## What is being asked:
From the first line to the last, reproduce the data exactly.

## Dataset excerpts:
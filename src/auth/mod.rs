//! Session store: current user, bearer token and its persistence

mod storage;
pub mod token;
mod types;

use std::sync::Arc;

use chrono::Utc;
use log::{debug, info, warn};
use reqwest::Client;
use serde::de::DeserializeOwned;

use crate::error::{Error, Result};
use crate::fetch::{endpoint, Fetch, FetchBuilder};
use crate::state::Shared;

pub use storage::*;
pub use types::*;

#[derive(Debug, Default)]
struct SessionState {
    token: Option<String>,
    user: Option<User>,
}

/// Holds who is signed in and attaches their token to outgoing requests.
///
/// Cloning is cheap and every clone sees the same session, so the store can be
/// handed to the cart, orders client and views.
#[derive(Clone)]
pub struct SessionStore {
    base_url: String,
    client: Client,
    state: Shared<SessionState>,
    tokens: Arc<dyn TokenStore>,
}

impl SessionStore {
    pub fn new(base_url: &str, client: Client, tokens: Arc<dyn TokenStore>) -> Self {
        Self {
            base_url: base_url.to_string(),
            client,
            state: Shared::default(),
            tokens,
        }
    }

    /// Restore a persisted session.
    ///
    /// Any failure (unreadable or expired token, rejected token, unreachable
    /// server) clears the persisted token and leaves the store anonymous.
    pub async fn restore(&self) -> Option<User> {
        let token = match self.tokens.load() {
            Ok(Some(token)) => token,
            Ok(None) => return None,
            Err(err) => {
                warn!("could not read persisted token: {err}");
                self.downgrade();
                return None;
            }
        };

        if token::is_expired(&token, Utc::now()) {
            info!("persisted token has expired; continuing anonymously");
            self.downgrade();
            return None;
        }

        match self.fetch_me(&token).await {
            Ok(user) => {
                info!("restored session for {}", user.email);
                self.state.write(|state| {
                    state.token = Some(token);
                    state.user = Some(user.clone());
                });
                Some(user)
            }
            Err(err) => {
                info!("could not restore session ({err}); continuing anonymously");
                self.downgrade();
                None
            }
        }
    }

    /// Sign in with email and password.
    ///
    /// Bad credentials come back as [`Error::Authentication`] carrying the
    /// server's message.
    pub async fn login(&self, email: &str, password: &str) -> Result<User> {
        let url = endpoint(&self.base_url, &["auth", "login"])?;
        let body = LoginRequest {
            email: email.to_string(),
            password: password.to_string(),
        };

        let response = Fetch::post(&self.client, &url)
            .json(&body)?
            .execute::<LoginResponse>()
            .await
            .map_err(|err| match err {
                Error::Unauthorized(message) => Error::Authentication(message),
                other => other,
            })?;

        if let Err(err) = self.tokens.save(&response.access_token) {
            warn!("signed in but could not persist token: {err}");
        }

        let user = response.user;
        self.state.write(|state| {
            state.token = Some(response.access_token);
            state.user = Some(user.clone());
        });
        info!("signed in as {}", user.email);

        Ok(user)
    }

    /// Create an account. Does not sign in.
    pub async fn register(&self, request: &RegisterRequest) -> Result<User> {
        let url = endpoint(&self.base_url, &["auth", "register"])?;

        let user = Fetch::post(&self.client, &url)
            .json(request)?
            .execute::<User>()
            .await?;

        info!("registered {}", user.email);
        Ok(user)
    }

    /// Forget the token and user, locally and in persistent storage
    pub fn logout(&self) {
        self.downgrade();
        info!("signed out");
    }

    /// Fetch the current user from the server, refreshing the cached copy
    pub async fn me(&self) -> Result<User> {
        let url = endpoint(&self.base_url, &["auth", "me"])?;
        let user: User = self.execute_authorized(Fetch::get(&self.client, &url)).await?;
        self.state.write(|state| state.user = Some(user.clone()));
        Ok(user)
    }

    pub fn current_user(&self) -> Option<User> {
        self.state.read(|state| state.user.clone())
    }

    pub fn token(&self) -> Option<String> {
        self.state.read(|state| state.token.clone())
    }

    pub fn is_authenticated(&self) -> bool {
        self.state.read(|state| state.token.is_some())
    }

    /// Attach the bearer token, or refuse with [`Error::NotAuthenticated`]
    pub fn authorize<'a>(&self, request: FetchBuilder<'a>) -> Result<FetchBuilder<'a>> {
        let token = self.token().ok_or(Error::NotAuthenticated)?;
        Ok(request.bearer_auth(&token))
    }

    /// Attach the bearer token when signed in; anonymous requests pass through
    pub fn authorize_optional<'a>(&self, request: FetchBuilder<'a>) -> FetchBuilder<'a> {
        match self.token() {
            Some(token) => request.bearer_auth(&token),
            None => request,
        }
    }

    /// Run an authenticated request. A 401 answer drops the session, unless
    /// the session has moved on to another token meanwhile.
    pub async fn execute_authorized<T: DeserializeOwned>(
        &self,
        request: FetchBuilder<'_>,
    ) -> Result<T> {
        let sent = self.token().ok_or(Error::NotAuthenticated)?;
        match request.bearer_auth(&sent).execute::<T>().await {
            Err(Error::Unauthorized(message)) => {
                if self.token().as_deref() == Some(sent.as_str()) {
                    warn!("token rejected ({message}); continuing anonymously");
                    self.downgrade();
                } else {
                    debug!("ignoring rejection of a replaced token ({message})");
                }
                Err(Error::Unauthorized(message))
            }
            other => other,
        }
    }

    pub(crate) fn base_url(&self) -> &str {
        &self.base_url
    }

    pub(crate) fn client(&self) -> &Client {
        &self.client
    }

    async fn fetch_me(&self, token: &str) -> Result<User> {
        let url = endpoint(&self.base_url, &["auth", "me"])?;
        Fetch::get(&self.client, &url)
            .bearer_auth(token)
            .execute::<User>()
            .await
    }

    fn downgrade(&self) {
        self.state.write(|state| {
            state.token = None;
            state.user = None;
        });
        if let Err(err) = self.tokens.clear() {
            warn!("could not clear persisted token: {err}");
        } else {
            debug!("persisted token cleared");
        }
    }
}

## Result of the exercise:
filename src/auth/mod.rs
//! Session store: current user, bearer token and its persistence

mod storage;
pub mod token;
mod types;

use std::sync::Arc;

use chrono::Utc;
use log::{debug, info, warn};
use reqwest::Client;
use serde::de::DeserializeOwned;

use crate::error::{Error, Result};
use crate::fetch::{endpoint, Fetch, FetchBuilder};
use crate::state::Shared;

pub use storage::*;
pub use types::*;

#[derive(Debug, Default)]
struct SessionState {
    token: Option<String>,
    user: Option<User>,
}

/// Holds who is signed in and attaches their token to outgoing requests.
///
/// Cloning is cheap and every clone sees the same session, so the store can be
/// handed to the cart, orders client and views.
#[derive(Clone)]
pub struct SessionStore {
    base_url: String,
    client: Client,
    state: Shared<SessionState>,
    tokens: Arc<dyn TokenStore>,
}

impl SessionStore {
    pub fn new(base_url: &str, client: Client, tokens: Arc<dyn TokenStore>) -> Self {
        Self {
            base_url: base_url.to_string(),
            client,
            state: Shared::default(),
            tokens,
        }
    }

    /// Restore a persisted session.
    ///
    /// Any failure (unreadable or expired token, rejected token, unreachable
    /// server) clears the persisted token and leaves the store anonymous.
    pub async fn restore(&self) -> Option<User> {
        let token = match self.tokens.load() {
            Ok(Some(token)) => token,
            Ok(None) => return None,
            Err(err) => {
                warn!("could not read persisted token: {err}");
                self.downgrade();
                return None;
            }
        };

        if token::is_expired(&token, Utc::now()) {
            info!("persisted token has expired; continuing anonymously");
            self.downgrade();
            return None;
        }

        match self.fetch_me(&token).await {
            Ok(user) => {
                info!("restored session for {}", user.email);
                self.state.write(|state| {
                    state.token = Some(token);
                    state.user = Some(user.clone());
                });
                Some(user)
            }
            Err(err) => {
                info!("could not restore session ({err}); continuing anonymously");
                self.downgrade();
                None
            }
        }
    }

    /// Sign in with email and password.
    ///
    /// Bad credentials come back as [`Error::Authentication`] carrying the
    /// server's message.
    pub async fn login(&self, email: &str, password: &str) -> Result<User> {
        let url = endpoint(&self.base_url, &["auth", "login"])?;
        let body = LoginRequest {
            email: email.to_string(),
            password: password.to_string(),
        };

        let response = Fetch::post(&self.client, &url)
            .json(&body)?
            .execute::<LoginResponse>()
            .await
            .map_err(|err| match err {
                Error::Unauthorized(message) => Error::Authentication(message),
                other => other,
            })?;

        if let Err(err) = self.tokens.save(&response.access_token) {
            warn!("signed in but could not persist token: {err}");
        }

        let user = response.user;
        self.state.write(|state| {
            state.token = Some(response.access_token);
            state.user = Some(user.clone());
        });
        info!("signed in as {}", user.email);

        Ok(user)
    }

    /// Create an account. Does not sign in.
    pub async fn register(&self, request: &RegisterRequest) -> Result<User> {
        let url = endpoint(&self.base_url, &["auth", "register"])?;

        let user = Fetch::post(&self.client, &url)
            .json(request)?
            .execute::<User>()
            .await?;

        info!("registered {}", user.email);
        Ok(user)
    }

    /// Forget the token and user, locally and in persistent storage
    pub fn logout(&self) {
        self.downgrade();
        info!("signed out");
    }

    /// Fetch the current user from the server, refreshing the cached copy
    pub async fn me(&self) -> Result<User> {
        let url = endpoint(&self.base_url, &["auth", "me"])?;
        let user: User = self.execute_authorized(Fetch::get(&self.client, &url)).await?;
        self.state.write(|state| state.user = Some(user.clone()));
        Ok(user)
    }

    pub fn current_user(&self) -> Option<User> {
        self.state.read(|state| state.user.clone())
    }

    pub fn token(&self) -> Option<String> {
        self.state.read(|state| state.token.clone())
    }

    pub fn is_authenticated(&self) -> bool {
        self.state.read(|state| state.token.is_some())
    }

    /// Attach the bearer token, or refuse with [`Error::NotAuthenticated`]
    pub fn authorize<'a>(&self, request: FetchBuilder<'a>) -> Result<FetchBuilder<'a>> {
        let token = self.token().ok_or(Error::NotAuthenticated)?;
        Ok(request.bearer_auth(&token))
    }

    /// Attach the bearer token when signed in; anonymous requests pass through
    pub fn authorize_optional<'a>(&self, request: FetchBuilder<'a>) -> FetchBuilder<'a> {
        match self.token() {
            Some(token) => request.bearer_auth(&token),
            None => request,
        }
    }

    /// Run an authenticated request. A 401 answer drops the session, unless
    /// the session has moved on to another token meanwhile.
    pub async fn execute_authorized<T: DeserializeOwned>(
        &self,
        request: FetchBuilder<'_>,
    ) -> Result<T> {
        let sent = self.token().ok_or(Error::NotAuthenticated)?;
        match request.bearer_auth(&sent).execute::<T>().await {
            Err(Error::Unauthorized(message)) => {
                if self.token().as_deref() == Some(sent.as_str()) {
                    warn!("token rejected ({message}); continuing anonymously");
                    self.downgrade();
                } else {
                    debug!("ignoring rejection of a replaced token ({message})");
                }
                Err(Error::Unauthorized(message))
            }
            other => other,
        }
    }

    pub(crate) fn base_url(&self) -> &str {
        &self.base_url
    }

    pub(crate) fn client(&self) -> &Client {
        &self.client
    }

    async fn fetch_me(&self, token: &str) -> Result<User> {
        let url = endpoint(&self.base_url, &["auth", "me"])?;
        Fetch::get(&self.client, &url)
            .bearer_auth(token)
            .execute::<User>()
            .await
    }

    fn downgrade(&self) {
        self.state.write(|state| {
            state.token = None;
            state.user = None;
        });
        if let Err(err) = self.tokens.clear() {
            warn!("could not clear persisted token: {err}");
        } else {
            debug!("persisted token cleared");
        }
    }
}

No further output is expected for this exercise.